His work directly defies Zuma’s expectation of artists to serve the government as it addresses the question of leadership.

“In Mbeki, we address the question of why we allow ourselves to settle for less. If you look at the leadership of [Julius] Malema, which we address in the play, we question how we got to this point where the politics of the country are about the politics of the stomach.

“How is it that Mbeki could not see that he was consumed by power? Why is it that we allowed someone like Jacob Zuma to become the president of the country?

“Mainly, what I’m asking is, can blackness govern?”

He hopes to encourage dialogue and engagement by other artists with his work.

Wa Mamatu believes the initial lack of funding for his production is due to the controversial nature of his play.

“People start to label you as being anti-transformation and they say that you are counter-revolutionary because you don’t want to say what the government wants to hear. So no one wants to fund your work because they don’t want to be associated with that label.”

He believes that mainstream productions are more readily funded.

“If you look at work that gets more prominence and funding, its work that’s non-threatening.”

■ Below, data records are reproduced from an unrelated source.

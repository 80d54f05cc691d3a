use crate::poll::JobHandle;

/// Where a resolved track can be fetched from. Immutable once produced;
/// resolution never mutates a location it already handed out.
#[derive(Debug, Clone, PartialEq, Eq)]
pub enum Location {
    /// A URL whose response body is the finished file.
    Direct(String),
    /// A server-side conversion job that must be polled to completion
    /// before any bytes exist.
    Job(JobHandle),
    /// A base64 manifest blob that resolves to one or more byte sources.
    EncodedManifest(String),
}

Wa Mamatu made a clear distinction between artist and activist:

“If you’re an entertainer, you can do your dance and songs, but if you’re an artist then your responsibility is much more direct, and your work has to be bold and provocative and has to speak
to power.”

He believes there is nothing wrong with speaking your mind. “I am saying things that we all know but which other people are scared to say.”